(Data items)
▶

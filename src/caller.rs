//! Attribution of a query to the application code that issued it.
//!
//! Stack walking allocates and symbolicates, so this only runs when caller
//! attribution is enabled in [`HookConfig`](crate::HookConfig).

use std::borrow::Cow;

use once_cell::sync::Lazy;
use regex::Regex;

/// Upper bound on frames inspected per lookup.
const MAX_DEPTH: usize = 32;

/// Frames skipped past `resolve`: the hook that called it.
const CALLER_SKIP: usize = 1;

/// Crates whose frames only drive futures and closures along; never a caller.
const RUNTIME_CRATES: &[&str] = &[
    "core::",
    "std::",
    "alloc::",
    "tokio::",
    "tracing::",
    "tracing_core::",
    "async_trait::",
    "futures::",
    "futures_util::",
];

// Closure markers and the trailing symbol hash carry no caller information.
static SYMBOL_NOISE: Lazy<Regex> =
    Lazy::new(|| Regex::new(r"(::\{\{closure\}\}|::h[0-9a-f]{16})+$").unwrap());

/// A resolved stack frame.
#[derive(Debug, Clone, Default, PartialEq, Eq)]
pub struct Frame {
    pub function: String,
    pub file: String,
    pub line: u32,
}

impl Frame {
    pub fn new(function: impl Into<String>, file: impl Into<String>, line: u32) -> Self {
        Self {
            function: function.into(),
            file: file.into(),
            line,
        }
    }
}

/// Finds the first stack frame outside a given library.
#[derive(Debug, Clone)]
pub struct CallerResolver {
    package: Cow<'static, str>,
}

impl CallerResolver {
    /// `package` is matched as a substring of each frame's function path.
    pub fn new(package: impl Into<Cow<'static, str>>) -> Self {
        Self {
            package: package.into(),
        }
    }

    pub fn package(&self) -> &str {
        &self.package
    }

    /// Walks the current call stack and returns the first frame that is not
    /// part of the configured package.
    pub fn resolve(&self) -> Frame {
        let frames = capture_frames();

        // Cut just past this method. Outer frames such as the std thread
        // entry also mention `backtrace::`, so match on our own symbol.
        let anchor = concat!(module_path!(), "::CallerResolver::resolve");
        let start = frames
            .iter()
            .position(|f| f.function.contains(anchor))
            .map_or(0, |idx| idx + 1);

        self.resolve_frames(frames.into_iter().skip(start + CALLER_SKIP))
    }

    /// Selects the caller from an already captured stack, innermost frame first.
    ///
    /// Stops at the first frame whose function neither contains the package
    /// nor belongs to runtime plumbing (`core`, `std`, `tokio`, boxed
    /// `async-trait` futures and the like). If no frame qualifies, the last
    /// one seen is returned.
    pub fn resolve_frames<I>(&self, frames: I) -> Frame
    where
        I: IntoIterator<Item = Frame>,
    {
        let mut caller = Frame::default();
        for frame in frames {
            let external = !frame.function.contains(self.package.as_ref())
                && !is_runtime_frame(&frame.function);
            caller = frame;
            if external {
                break;
            }
        }

        caller.function = short_function_name(&caller.function).to_owned();
        caller
    }
}

/// Frames with no symbol, or from a crate that only polls or calls through.
fn is_runtime_frame(function: &str) -> bool {
    // Trait impls demangle as `<core::pin::Pin<P> as core::future::Future>::poll`.
    let path = function.trim_start_matches('<');
    path.is_empty() || RUNTIME_CRATES.iter().any(|krate| path.starts_with(krate))
}

/// Reduces a symbol path to its last segment.
pub fn short_function_name(function: &str) -> &str {
    let function = match SYMBOL_NOISE.find(function) {
        Some(noise) => &function[..noise.start()],
        None => function,
    };
    match function.rfind("::") {
        Some(idx) => &function[idx + 2..],
        None => function,
    }
}

fn capture_frames() -> Vec<Frame> {
    let mut frames = Vec::with_capacity(MAX_DEPTH);
    backtrace::trace(|raw| {
        backtrace::resolve_frame(raw, |symbol| {
            if frames.len() >= MAX_DEPTH {
                return;
            }
            frames.push(Frame {
                function: symbol
                    .name()
                    .map(|name| format!("{name:#}"))
                    .unwrap_or_default(),
                file: symbol
                    .filename()
                    .map(|path| path.display().to_string())
                    .unwrap_or_default(),
                line: symbol.lineno().unwrap_or_default(),
            });
        });
        frames.len() < MAX_DEPTH
    });
    frames
}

◀

- **WHAT TO PRODUCE**: Please reproduce the lines from the line with "its last segment." to the line with "if frames.len() >= MAX_DEPTH", both ends included, exactly as they appear above.

- **REPLY TO THE EXERCISE**:
/// Reduces a symbol path to its last segment.
pub fn short_function_name(function: &str) -> &str {
    let function = match SYMBOL_NOISE.find(function) {
        Some(noise) => &function[..noise.start()],
        None => function,
    };
    match function.rfind("::") {
        Some(idx) => &function[idx + 2..],
        None => function,
    }
}

fn capture_frames() -> Vec<Frame> {
    let mut frames = Vec::with_capacity(MAX_DEPTH);
    backtrace::trace(|raw| {
        backtrace::resolve_frame(raw, |symbol| {
            if frames.len() >= MAX_DEPTH {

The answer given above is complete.